Golf, once the province of moneyed businessmen, has attracted a wider following in recent decades due to the rise of celebrity golfers such as Tiger Woods and the construction of numerous municipal and public courses. You’ll have your best access at these, where a round of golf may cost from $15 for a beaten-down set of links to around $50 for a chintzier course. Private golf courses have varying standards for allowing non-members to play (check their websites) and steeper fees – over $100 a person for the more elite courses.
The other sporting events that attract national interest involve four legs or four wheels. The Kentucky Derby, held in Louisville on the first Saturday in May, is the biggest date on the horse-racing calendar. Also in May, the NASCAR Indianapolis 500, the world’s largest motor-racing event, fills that city with visitors throughout the month, with practice sessions and carnival events building up to the big race.
Some of the world’s greatest musical genres took root in cities and small towns across America, products of the collisions of European, African and indigenous cultures.
The blues was forged from a combination of African and gospel sounds into a simple twelve-bar form during the late nineteenth century. You can still catch Mississippi blues in Delta juke joints, and electrified urban blues in the gritty clubs of Chicago.

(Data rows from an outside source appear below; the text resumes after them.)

//! Default sink volume control through `pactl`

use std::io;
use std::process::Command;

use k65_keyboard::VolumeControl;
use tracing::debug;

const SINK: &str = "@DEFAULT_SINK@";

#[derive(Debug, Default)]
pub struct PactlVolume;

impl PactlVolume {
    fn pactl(&self, args: &[&str]) -> io::Result<()> {
        debug!("pactl {}", args.join(" "));
        let status = Command::new("pactl").args(args).status()?;
        if status.success() {
            Ok(())
        } else {
            Err(io::Error::new(
                io::ErrorKind::Other,
                format!("pactl {} exited with {}", args[0], status),
            ))
        }
    }
}

/// `+5%` / `-5%`
fn volume_delta(step: u8, increase: bool) -> String {
    format!("{}{}%", if increase { '+' } else { '-' }, step)
}

impl VolumeControl for PactlVolume {
    fn set_mute(&mut self, muted: bool) -> io::Result<()> {
        self.pactl(&["set-sink-mute", SINK, if muted { "1" } else { "0" }])
    }

    fn adjust_volume(&mut self, step: u8, increase: bool) -> io::Result<()> {
        self.pactl(&["set-sink-volume", SINK, &volume_delta(step, increase)])
    }
}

Jazz took root in the Creole culture of New Orleans, blending African traditions with western techniques to create a distinctly American art form. Jazz is still dance music in New Orleans; cooler urban stylings can be enjoyed in clubs in New York.
Nashville remains synonymous with country and western; outside the cities, rural Appalachia brims with backwoods fiddlers and Louisiana’s sleepy bayous are alive with Cajun and zydeco.
Rock ’n’ roll has come a long way since its blues-based infancy, when young trucker Elvis Presley shook up white country with raw R&B in 1950s Memphis. Spiky New York punk, quirky Ohio industrial, furious LA hardcore, slacker Seattle grunge, and spaced-out neo-psychedelia are but a few of the rock genres that continue to thrive in the USA.
In the 1960s, the heartfelt soul of masters like Otis Redding preceded the explosion of talent that came to define the Motown era, born in Detroit.
Loaded with attitude, street-style and political savvy, hip-hop was born on the streets of New York, and later LA. Today any city with a major black population has a distinctive rap scene, including in the so-called “Dirty South”, where rappers play on the raw call-and-response stylings of early blues.
Modern dance music had its genesis in Chicago house, New York garage and Detroit techno, though club culture is now a global phenomenon.